Tens of millions of people will be forced from their homes by climate change in the next decade, creating the biggest refugee crisis the world has ever seen, according to a new report.
"See what happens when climate change drives people out of Africa - the Sahel especially - and we're talking now not just one or two million, but 10 or 20 [million]. They are not going to south Africa, they are going across the Mediterranean."
The study published on Thursday calls on governments to agree a new legal framework to protect climate refugees and, ahead of next week’s climate summit in Germany, urges leaders to do more to implement the targets set out in the Paris climate agreement.

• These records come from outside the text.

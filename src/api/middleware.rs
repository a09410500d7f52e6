//! Security Middleware for the Trust Ledger API
//!
//! Provides:
//! - API key authentication
//! - Rate limiting per client IP
//! - Request body size limits
//! - Security headers
//! - Request logging with address masking

use axum::{
    extract::{ConnectInfo, Request, State},
    http::{HeaderMap, HeaderValue, StatusCode},
    middleware::Next,
    response::{IntoResponse, Response},
};
use dashmap::DashMap;
use std::net::SocketAddr;
use std::sync::Arc;
use std::time::{Duration, Instant};
use tracing::{debug, error, info, warn};

use crate::config::{sanitize_for_logging, ApiCredential, LedgerConfig};
use crate::reputation::Principal;

/// Security configuration for middleware
#[derive(Debug, Clone)]
pub struct SecurityMiddlewareConfig {
    pub enable_auth: bool,
    pub api_keys: Vec<ApiCredential>,
    /// Requests per minute per client IP
    pub rate_limit_per_minute: u32,
    /// Maximum request body size in bytes
    pub max_request_size: usize,
    pub log_requests: bool,
    pub sanitize_logs: bool,
    /// Path prefixes that skip authentication
    pub public_paths: Vec<String>,
}

impl Default for SecurityMiddlewareConfig {
    fn default() -> Self {
        Self {
            enable_auth: true,
            api_keys: Vec::new(),
            rate_limit_per_minute: 120,
            max_request_size: 64 * 1024,
            log_requests: false,
            sanitize_logs: true,
            public_paths: vec!["/health".to_string()],
        }
    }
}

impl From<&LedgerConfig> for SecurityMiddlewareConfig {
    fn from(config: &LedgerConfig) -> Self {
        Self {
            enable_auth: config.security.enable_auth,
            api_keys: config.security.api_keys.clone(),
            rate_limit_per_minute: config.security.rate_limit_per_minute,
            max_request_size: config.security.max_request_size,
            log_requests: config.logging.log_requests,
            sanitize_logs: config.logging.sanitize_logs,
            ..Self::default()
        }
    }
}

/// Outcome of a rate-limit check
#[derive(Debug, Clone, Copy, PartialEq, Eq)]
pub struct RateDecision {
    pub allowed: bool,
    pub remaining: u32,
    pub reset_after_secs: u64,
}

/// Fixed-window request counter per client IP
#[derive(Debug)]
pub struct RateLimiter {
    windows: DashMap<String, (u32, Instant)>,
    limit: u32,
    window: Duration,
}

impl RateLimiter {
    pub fn new(requests_per_minute: u32) -> Self {
        Self {
            windows: DashMap::new(),
            limit: requests_per_minute,
            window: Duration::from_secs(60),
        }
    }

    pub fn check(&self, client: &str) -> RateDecision {
        let now = Instant::now();
        let mut entry = self.windows.entry(client.to_string()).or_insert((0, now));
        let (count, started) = entry.value_mut();

        if now.duration_since(*started) >= self.window {
            *count = 0;
            *started = now;
        }

        let reset_after_secs = self
            .window
            .saturating_sub(now.duration_since(*started))
            .as_secs();

        if *count >= self.limit {
            return RateDecision {
                allowed: false,
                remaining: 0,
                reset_after_secs,
            };
        }

        *count += 1;
        RateDecision {
            allowed: true,
            remaining: self.limit - *count,
            reset_after_secs,
        }
    }

    /// Drop windows idle for more than two periods
    pub fn cleanup(&self) {
        let now = Instant::now();
        self.windows
            .retain(|_, (_, started)| now.duration_since(*started) < self.window * 2);
    }

    pub fn tracked_clients(&self) -> usize {
        self.windows.len()
    }
}

/// Shared state for security middleware
#[derive(Clone)]
pub struct SecurityState {
    pub config: SecurityMiddlewareConfig,
    pub rate_limiter: Arc<RateLimiter>,
}

impl SecurityState {
    pub fn new(config: SecurityMiddlewareConfig) -> Self {
        let rate_limiter = Arc::new(RateLimiter::new(config.rate_limit_per_minute));
        Self {
            config,
            rate_limiter,
        }
    }
}

/// Client IP from proxy headers, falling back to the socket address
fn client_ip(request: &Request) -> String {
    let headers = request.headers();

    if let Some(ip) = headers
        .get("x-forwarded-for")
        .and_then(|v| v.to_str().ok())
        .and_then(|v| v.split(',').next())
    {
        return ip.trim().to_string();
    }

    if let Some(ip) = headers.get("x-real-ip").and_then(|v| v.to_str().ok()) {
        return ip.trim().to_string();
    }

    request
        .extensions()
        .get::<ConnectInfo<SocketAddr>>()
        .map(|ConnectInfo(addr)| addr.ip().to_string())
        .unwrap_or_else(|| "unknown".to_string())
}

fn presented_api_key(headers: &HeaderMap) -> Option<&str> {
    headers
        .get("x-api-key")
        .or_else(|| headers.get("authorization"))
        .and_then(|v| v.to_str().ok())
        .map(|v| v.trim_start_matches("Bearer ").trim())
}

fn is_public_path(path: &str, public_paths: &[String]) -> bool {
    public_paths.iter().any(|p| path.starts_with(p.as_str()))
}

/// Principal bound to the API key that authenticated the request
#[derive(Debug, Clone, PartialEq, Eq)]
pub struct AuthenticatedPrincipal(pub Principal);

/// Authentication middleware
///
/// On success the key's principal is attached to the request as an
/// [`AuthenticatedPrincipal`] extension.
pub async fn auth_middleware(
    State(state): State<SecurityState>,
    mut request: Request,
    next: Next,
) -> Result<Response, StatusCode> {
    let path = request.uri().path().to_string();

    if !state.config.enable_auth || is_public_path(&path, &state.config.public_paths) {
        return Ok(next.run(request).await);
    }

    let principal = match presented_api_key(request.headers()) {
        Some(key) => state
            .config
            .api_keys
            .iter()
            .find(|credential| credential.key == key)
            .map(|credential| credential.principal.clone()),
        None => {
            warn!(path = %path, "Missing API key");
            return Err(StatusCode::UNAUTHORIZED);
        }
    };

    let Some(principal) = principal else {
        warn!(path = %path, "Invalid API key");
        return Err(StatusCode::UNAUTHORIZED);
    };

    debug!(path = %path, principal = %principal, "API key accepted");
    request
        .extensions_mut()
        .insert(AuthenticatedPrincipal(principal));
    Ok(next.run(request).await)
}

/// Rate limiting middleware
pub async fn rate_limit_middleware(
    State(state): State<SecurityState>,
    request: Request,
    next: Next,
) -> Response {
    let client = client_ip(&request);
    let decision = state.rate_limiter.check(&client);
    let limit = HeaderValue::from(state.config.rate_limit_per_minute);

    if !decision.allowed {
        warn!(
            client = %sanitize_client(&state, &client),
            path = %request.uri().path(),
            "Rate limit exceeded"
        );

        let mut response = StatusCode::TOO_MANY_REQUESTS.into_response();
        let headers = response.headers_mut();
        headers.insert("X-RateLimit-Limit", limit);
        headers.insert("X-RateLimit-Remaining", HeaderValue::from(0u32));
        headers.insert("Retry-After", HeaderValue::from(decision.reset_after_secs));
        return response;
    }

    let mut response = next.run(request).await;
    let headers = response.headers_mut();
    headers.insert("X-RateLimit-Limit", limit);
    headers.insert("X-RateLimit-Remaining", HeaderValue::from(decision.remaining));
    headers.insert("X-RateLimit-Reset", HeaderValue::from(decision.reset_after_secs));
    response
}

/// Reject bodies whose declared length exceeds the limit
pub async fn body_size_middleware(
    State(state): State<SecurityState>,
    request: Request,
    next: Next,
) -> Result<Response, StatusCode> {
    let declared = request
        .headers()
        .get("content-length")
        .and_then(|v| v.to_str().ok())
        .and_then(|v| v.parse::<usize>().ok());

    if let Some(length) = declared {
        if length > state.config.max_request_size {
            warn!(
                length,
                max = state.config.max_request_size,
                "Request body too large"
            );
            return Err(StatusCode::PAYLOAD_TOO_LARGE);
        }
    }

    Ok(next.run(request).await)
}

/// Security headers middleware
pub async fn security_headers_middleware(request: Request, next: Next) -> Response {
    let mut response = next.run(request).await;
    let headers = response.headers_mut();

    headers.insert("X-Frame-Options", HeaderValue::from_static("DENY"));
    headers.insert("X-Content-Type-Options", HeaderValue::from_static("nosniff"));
    headers.insert(
        "Strict-Transport-Security",
        HeaderValue::from_static("max-age=31536000; includeSubDomains"),
    );
    headers.insert("Referrer-Policy", HeaderValue::from_static("no-referrer"));
    // Reputation reads must never be served stale from a cache
    headers.insert(
        "Cache-Control",
        HeaderValue::from_static("no-store, no-cache, must-revalidate"),
    );
    headers.remove("Server");

    response
}

fn sanitize_client(state: &SecurityState, client: &str) -> String {
    if state.config.sanitize_logs {
        sanitize_for_logging(client)
    } else {
        client.to_string()
    }
}

/// Request logging middleware
pub async fn logging_middleware(
    State(state): State<SecurityState>,
    request: Request,
    next: Next,
) -> Response {
    if !state.config.log_requests {
        return next.run(request).await;
    }

    let start = Instant::now();
    let method = request.method().clone();
    let path = request.uri().path().to_string();
    let client = sanitize_client(&state, &client_ip(&request));

    let response = next.run(request).await;
    let status = response.status().as_u16();
    let duration_ms = start.elapsed().as_millis() as u64;

    if response.status().is_server_error() {
        error!(method = %method, path = %path, status, duration_ms, client = %client, "Request failed");
    } else if response.status().is_client_error() {
        warn!(method = %method, path = %path, status, duration_ms, client = %client, "Client error");
    } else {
        info!(method = %method, path = %path, status, duration_ms, client = %client, "Request completed");
    }

    response
}

#[cfg(test)]
mod tests {
    use super::*;

    #[test]
    fn test_rate_limiter() {
        let limiter = RateLimiter::new(3);

        assert_eq!(limiter.check("10.0.0.1").remaining, 2);
        assert!(limiter.check("10.0.0.1").allowed);
        assert!(limiter.check("10.0.0.1").allowed);

        let denied = limiter.check("10.0.0.1");
        assert!(!denied.allowed);
        assert_eq!(denied.remaining, 0);

        // Other clients have their own window
        assert!(limiter.check("10.0.0.2").allowed);
        assert_eq!(limiter.tracked_clients(), 2);
    }

    #[test]
    fn test_presented_api_key() {
        let mut headers = HeaderMap::new();
        assert_eq!(presented_api_key(&headers), None);

        headers.insert("authorization", HeaderValue::from_static("Bearer secret-key"));
        assert_eq!(presented_api_key(&headers), Some("secret-key"));

        headers.insert("x-api-key", HeaderValue::from_static("direct-key"));
        assert_eq!(presented_api_key(&headers), Some("direct-key"));
    }

    #[test]
    fn test_is_public_path() {
        let public = vec!["/health".to_string()];
        assert!(is_public_path("/health", &public));
        assert!(!is_public_path("/reputation/users/bob", &public));
    }

    #[test]
    fn test_config_from_ledger_config() {
        let mut config = LedgerConfig::default();
        config.security.api_keys = vec!["alice:k".parse().unwrap()];
        config.security.rate_limit_per_minute = 7;

        let security = SecurityMiddlewareConfig::from(&config);
        assert_eq!(security.rate_limit_per_minute, 7);
        assert_eq!(security.api_keys[0].principal.as_str(), "alice");
        assert_eq!(security.public_paths, vec!["/health".to_string()]);
    }
}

The report argues that climate change played a part in the build up to the Syrian war, with successive droughts causing 1.5 million people to migrate to the country's cities between 2006 and 2011. Although the report highlights to growing impact of climate change on people in the Middle East and Africa, it says changing weather patterns - like the hurricanes that devastated parts of the US this year - prove richer nations are not immune from climate change.
"By taking strong ambitious steps now to phase out greenhouse gas emissions and building an international legal mechanism to protect climate refugees we will protect the poorest and most vulnerable in our global society, build resilience, reap massive economic benefits and build a safe and secure future for our planet. Climate change will not wait. Neither can we. For climate refugees, tomorrow is too late."